According to Dick Woodbridge, a partner at Synnestvedt and Lechner, the deal was done “because it was just time.” A growing trend in law, Woodbridge says, is the disappearance of “boutique” law firms like Synnestvedt. Larger more varied firms are replacing specialists, making it difficult for boutique firms to thrive. There was a time when partners in law firms generally stayed put for life. Not anymore. In fact, jumping from firm to firm is only accelerating. This happened to Synnestvedt starting last year, when some of the firm’s partners left to join Fox Rothschild, Woodbridge says.

“It’s a little sad when these things happen, but you can’t fight progress,” he says. Still, with a number of former colleagues already at Fox, Woodbridge says, the merger is “somewhat like a reunion.”

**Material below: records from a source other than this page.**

use std::collections::HashMap;

use async_trait::async_trait;
use tokio::sync::RwLock;
use tracing::debug;

use crate::context::RequestContext;
use crate::model::Meal;
use crate::store::item::{self, Item};
use crate::store::{MealStore, StoreError};

/// In-process meals table. Holds DynamoDB-shaped items so reads and writes
/// go through the same marshaling as the real table.
#[derive(Debug, Default)]
pub struct MemoryStore {
    items: RwLock<HashMap<String, Item>>,
}

impl MemoryStore {
    pub fn new() -> Self {
        Self::default()
    }

    pub async fn len(&self) -> usize {
        self.items.read().await.len()
    }

    pub async fn is_empty(&self) -> bool {
        self.items.read().await.is_empty()
    }

    /// Raw stored item, for inspecting what actually hit the table.
    pub async fn raw_item(&self, id: &str) -> Option<Item> {
        self.items.read().await.get(id).cloned()
    }
}

#[async_trait]
impl MealStore for MemoryStore {
    async fn put(&self, _ctx: &RequestContext, meal: &Meal) -> Result<(), StoreError> {
        self.items
            .write()
            .await
            .insert(meal.meal_id.clone(), item::to_item(meal));
        Ok(())
    }

    async fn get_by_id(&self, _ctx: &RequestContext, id: &str) -> Result<Option<Meal>, StoreError> {
        self.items
            .read()
            .await
            .get(id)
            .map(item::from_item)
            .transpose()
    }

    async fn list_all(&self, _ctx: &RequestContext) -> Result<Vec<Meal>, StoreError> {
        self.items.read().await.values().map(item::from_item).collect()
    }

    async fn delete_by_id(&self, _ctx: &RequestContext, id: &str) -> Result<(), StoreError> {
        self.items.write().await.remove(id);
        Ok(())
    }

    async fn delete_all(&self, _ctx: &RequestContext) -> Result<(), StoreError> {
        // Same shape as the DynamoDB path: snapshot the keys, then delete each.
        let keys: Vec<String> = self.items.read().await.keys().cloned().collect();
        let mut items = self.items.write().await;
        for key in &keys {
            items.remove(key);
        }
        debug!(count = keys.len(), "deleted all meals");
        Ok(())
    }
}
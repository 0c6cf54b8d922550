//! Meal record and the request payload it is built from.

use chrono::{SecondsFormat, Utc};
use serde::{Deserialize, Serialize};
use uuid::Uuid;

#[derive(Debug, Clone, Default, PartialEq, Eq, Serialize, Deserialize)]
#[serde(default)]
pub struct Meal {
    #[serde(rename = "mealID")]
    pub meal_id: String,
    #[serde(rename = "mealName")]
    pub meal_name: String,
    #[serde(rename = "mealType")]
    pub meal_type: String,
    #[serde(rename = "eatingOut")]
    pub eating_out: bool,
    pub date: String,
    pub note: String,
    pub tags: Vec<String>,
}

impl Meal {
    pub fn validate(&self) -> bool {
        !self.meal_name.is_empty() && !self.meal_type.is_empty()
    }

    /// Generates an id and timestamp where the caller left them empty.
    pub fn prepare_for_create(mut self) -> Self {
        if self.meal_id.is_empty() {
            self.meal_id = Uuid::new_v4().to_string();
        }
        if self.date.is_empty() {
            self.date = now_rfc3339();
        }
        self
    }
}

fn now_rfc3339() -> String {
    Utc::now().to_rfc3339_opts(SecondsFormat::Secs, true)
}

/// Request body for create and update; `null` counts as not sent.
#[derive(Debug, Clone, Default, Deserialize)]
pub struct MealPayload {
    #[serde(rename = "mealID", default)]
    pub meal_id: Option<String>,
    #[serde(rename = "mealName", default)]
    pub meal_name: Option<String>,
    #[serde(rename = "mealType", default)]
    pub meal_type: Option<String>,
    #[serde(rename = "eatingOut", default)]
    pub eating_out: Option<bool>,
    #[serde(default)]
    pub date: Option<String>,
    #[serde(default)]
    pub note: Option<String>,
    #[serde(default)]
    pub tags: Option<Vec<String>>,
}

impl MealPayload {
    /// A literal `null` body decodes as a payload with every field omitted.
    pub fn from_slice(body: &[u8]) -> Result<Self, serde_json::Error> {
        serde_json::from_slice::<Option<Self>>(body).map(Option::unwrap_or_default)
    }

    /// Omitted fields take their empty value.
    pub fn into_meal(self) -> Meal {
        Meal {
            meal_id: self.meal_id.unwrap_or_default(),
            meal_name: self.meal_name.unwrap_or_default(),
            meal_type: self.meal_type.unwrap_or_default(),
            eating_out: self.eating_out.unwrap_or_default(),
            date: self.date.unwrap_or_default(),
            note: self.note.unwrap_or_default(),
            tags: self.tags.unwrap_or_default(),
        }
    }

    /// Full replacement keyed by the path id, whatever the body said.
    pub fn replace(self, meal_id: &str) -> Meal {
        Meal {
            meal_id: meal_id.to_string(),
            ..self.into_meal()
        }
    }
}
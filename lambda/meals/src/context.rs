//! Per-invocation request context.

use std::future::Future;
use std::time::{Duration, SystemTime, UNIX_EPOCH};

use lambda_http::{Request, RequestExt};

use crate::store::StoreError;

/// Headroom left to answer the gateway after a timed out store call.
const DEADLINE_MARGIN: Duration = Duration::from_millis(250);

/// Identity and deadline of the invocation a store call belongs to.
#[derive(Debug, Clone, Default)]
pub struct RequestContext {
    pub request_id: String,
    deadline: Option<SystemTime>,
}

impl RequestContext {
    pub fn new(request_id: impl Into<String>) -> Self {
        Self {
            request_id: request_id.into(),
            deadline: None,
        }
    }

    pub fn with_deadline(mut self, deadline: SystemTime) -> Self {
        self.deadline = Some(deadline);
        self
    }

    pub fn from_request(event: &Request) -> Self {
        match event.lambda_context_ref() {
            Some(lambda) => Self::new(lambda.request_id.clone())
                .with_deadline(UNIX_EPOCH + Duration::from_millis(lambda.deadline)),
            None => Self::default(),
        }
    }

    /// Time left for store work, or `None` when the invocation is unbounded.
    pub fn remaining(&self) -> Option<Duration> {
        self.deadline.map(|deadline| {
            deadline
                .duration_since(SystemTime::now())
                .unwrap_or_default()
                .saturating_sub(DEADLINE_MARGIN)
        })
    }

    /// Drops `call` if the deadline passes first.
    pub async fn run<T, F>(&self, call: F) -> Result<T, StoreError>
    where
        F: Future<Output = Result<T, StoreError>>,
    {
        match self.remaining() {
            Some(left) => tokio::time::timeout(left, call)
                .await
                .map_err(|_| StoreError::DeadlineExceeded)?,
            None => call.await,
        }
    }
}
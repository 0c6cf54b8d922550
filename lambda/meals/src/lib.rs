pub mod config;
pub mod context;
pub mod error;
pub mod handlers;
pub mod http_handler;
pub mod model;
pub mod response;
pub mod router;
pub mod store;

pub use config::Config;
pub use handlers::MealHandlers;
pub use http_handler::function_handler;
pub use model::{Meal, MealPayload};
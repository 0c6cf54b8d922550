//! Process configuration, read once from the environment at cold start.

use std::env;
use std::str::FromStr;
use std::sync::Arc;

use aws_config::BehaviorVersion;
use aws_sdk_dynamodb::config::Region;
use thiserror::Error;
use tracing::info;

use crate::store::{DynamoStore, MealStore, MemoryStore};

pub const DEFAULT_TABLE_NAME: &str = "MyTable-prod";
pub const DEFAULT_REGION: &str = "us-east-1";

#[derive(Debug, Error)]
pub enum ConfigError {
    #[error("invalid {key} value {value:?}: expected one of {expected}")]
    Invalid {
        key: &'static str,
        value: String,
        expected: &'static str,
    },
}

#[derive(Debug, Clone, Copy, PartialEq, Eq)]
pub enum StoreBackend {
    DynamoDb,
    Memory,
}

impl FromStr for StoreBackend {
    type Err = ConfigError;

    fn from_str(value: &str) -> Result<Self, Self::Err> {
        match value.to_ascii_lowercase().as_str() {
            "dynamodb" => Ok(Self::DynamoDb),
            "memory" => Ok(Self::Memory),
            _ => Err(ConfigError::Invalid {
                key: "MEALS_STORE",
                value: value.to_string(),
                expected: "dynamodb, memory",
            }),
        }
    }
}

#[derive(Debug, Clone, PartialEq, Eq)]
pub struct Config {
    pub table_name: String,
    pub region: String,
    /// Overrides the DynamoDB endpoint, e.g. for DynamoDB Local.
    pub endpoint_url: Option<String>,
    pub backend: StoreBackend,
}

impl Config {
    pub fn from_env() -> Result<Self, ConfigError> {
        Self::from_lookup(|key| env::var(key).ok())
    }

    /// Builds the config from an arbitrary variable source. Empty values
    /// count as unset.
    pub fn from_lookup<F>(lookup: F) -> Result<Self, ConfigError>
    where
        F: Fn(&str) -> Option<String>,
    {
        let var = |key: &str| lookup(key).filter(|value| !value.is_empty());

        Ok(Self {
            table_name: or_default(var("TABLE_NAME"), "TABLE_NAME", DEFAULT_TABLE_NAME),
            region: or_default(var("AWS_REGION"), "AWS_REGION", DEFAULT_REGION),
            endpoint_url: var("DYNAMODB_ENDPOINT"),
            backend: var("MEALS_STORE")
                .map(|value| value.parse::<StoreBackend>())
                .transpose()?
                .unwrap_or(StoreBackend::DynamoDb),
        })
    }

    pub async fn build_store(&self) -> Arc<dyn MealStore> {
        match self.backend {
            StoreBackend::Memory => {
                info!("using in-memory meal store");
                Arc::new(MemoryStore::new())
            }
            StoreBackend::DynamoDb => {
                let client = self.dynamodb_client().await;
                info!(table = %self.table_name, region = %self.region, "using DynamoDB meal store");
                Arc::new(DynamoStore::new(client, self.table_name.clone()))
            }
        }
    }

    async fn dynamodb_client(&self) -> aws_sdk_dynamodb::Client {
        let shared = aws_config::defaults(BehaviorVersion::latest())
            .region(Region::new(self.region.clone()))
            .load()
            .await;

        let mut builder = aws_sdk_dynamodb::config::Builder::from(&shared);
        if let Some(endpoint) = &self.endpoint_url {
            builder = builder.endpoint_url(endpoint);
        }
        aws_sdk_dynamodb::Client::from_conf(builder.build())
    }
}

fn or_default(value: Option<String>, key: &str, default: &str) -> String {
    value.unwrap_or_else(|| {
        info!("{key} not set, using default: {default}");
        default.to_string()
    })
}
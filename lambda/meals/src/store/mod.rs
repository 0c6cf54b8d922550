//! Persistence for meal records.

use async_trait::async_trait;
use thiserror::Error;

use crate::context::RequestContext;
use crate::model::Meal;

pub mod dynamo;
pub mod item;
pub mod memory;

pub use dynamo::DynamoStore;
pub use memory::MemoryStore;

#[derive(Debug, Error)]
pub enum StoreError {
    #[error("dynamodb: {0}")]
    Dynamo(#[from] aws_sdk_dynamodb::Error),

    #[error("malformed item: {0}")]
    Malformed(String),

    #[error("store deadline exceeded")]
    DeadlineExceeded,
}

#[async_trait]
pub trait MealStore: Send + Sync {
    /// Unconditional full-item write keyed by `meal_id`.
    async fn put(&self, ctx: &RequestContext, meal: &Meal) -> Result<(), StoreError>;

    /// `Ok(None)` when no item has this id.
    async fn get_by_id(&self, ctx: &RequestContext, id: &str) -> Result<Option<Meal>, StoreError>;

    async fn list_all(&self, ctx: &RequestContext) -> Result<Vec<Meal>, StoreError>;

    /// Succeeds whether or not the item existed.
    async fn delete_by_id(&self, ctx: &RequestContext, id: &str) -> Result<(), StoreError>;

    /// Scan-then-delete. Not atomic: an item written after the scan survives.
    async fn delete_all(&self, ctx: &RequestContext) -> Result<(), StoreError>;
}
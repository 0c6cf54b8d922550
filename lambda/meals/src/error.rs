//! Handler error taxonomy and its mapping onto responses.

use lambda_http::http::StatusCode;
use thiserror::Error;

use crate::response::Reply;
use crate::store::StoreError;

#[derive(Debug, Error)]
pub enum ApiError {
    #[error("{message}")]
    Validation {
        message: &'static str,
        detail: Option<String>,
    },

    #[error("Meal not found")]
    NotFound,

    /// `message` names the operation that failed.
    #[error("{message}: {source}")]
    Store {
        message: &'static str,
        #[source]
        source: StoreError,
    },
}

impl ApiError {
    pub fn invalid_body(e: serde_json::Error) -> Self {
        Self::Validation {
            message: "Invalid request body",
            detail: Some(e.to_string()),
        }
    }

    pub fn missing_fields() -> Self {
        Self::Validation {
            message: "mealName and mealType are required",
            detail: None,
        }
    }

    /// Adapter for `map_err` on store results.
    pub fn store(message: &'static str) -> impl FnOnce(StoreError) -> Self {
        move |source| Self::Store { message, source }
    }

    pub fn status(&self) -> StatusCode {
        match self {
            Self::Validation { .. } => StatusCode::BAD_REQUEST,
            Self::NotFound => StatusCode::NOT_FOUND,
            Self::Store { .. } => StatusCode::INTERNAL_SERVER_ERROR,
        }
    }
}

impl From<ApiError> for Reply {
    fn from(err: ApiError) -> Self {
        let status = err.status();
        match err {
            ApiError::Validation { message, detail } => Reply::failure(status, message, detail),
            ApiError::NotFound => Reply::failure(status, "Meal not found", None),
            ApiError::Store { message, source } => {
                Reply::failure(status, message, Some(source.to_string()))
            }
        }
    }
}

Besides progress, Woodbridge says the merger enhances Synnestvedt’s operations by allowing it to tap into Fox’s “back office” capabilities — billing, accounting, and the like. The deal, in return, enhances Fox Rothschild by adding decades of experience to its ranks.

According to Gerard Norton, chair of Fox Rothschild’s IP department Synnestvedt is particularly strong in the life-science fields — biotechnology, pharmaceuticals, and medical devices — and in the chemical and electrical areas.

Joseph Posillico, Gary Hecht, and Woodbridge will become partners at Fox Rothschild. Synnesdtvedt will move into Fox’s site on Lenox Drive “in the next month or so,” according to Woodbridge.

Woodbridge says hewas swayed by Phil Griffin, a partner at Fox, whom he has known for 30 years. After speaking with Griffin, Woodbridge says “it just seemed like a natural fit.”

Fox Rothschild LLP, 997 Lenox Drive, Building Three, Suite 301, Box 5231, Princeton 08543-5231; 609-896-3600; fax, 609-896-1469. James F.X. Rudy, office managing partner. www.foxrothschild.com.

Synnestvedt & Lechner LLP, 112 Nassau Street, Box 592, Princeton 08542-0592; 609-924-3773; fax, 609-924-1811. Richard Woodbridge, managing partner. Home page: www.synnlech.com.

Deaths

David Wittemeier on September 9. He was controller for the U.S. markets for Derma Sciences.

Ronald Wells, 66, on September 8. He was a 34-year employee of Princeton University.

Gordon Mack, 81, on September 8. Retired from the YMCA of the USA, where he implemented the organization’s diversity program, he was the first chairman of Princeton’s Commission on Civil Rights.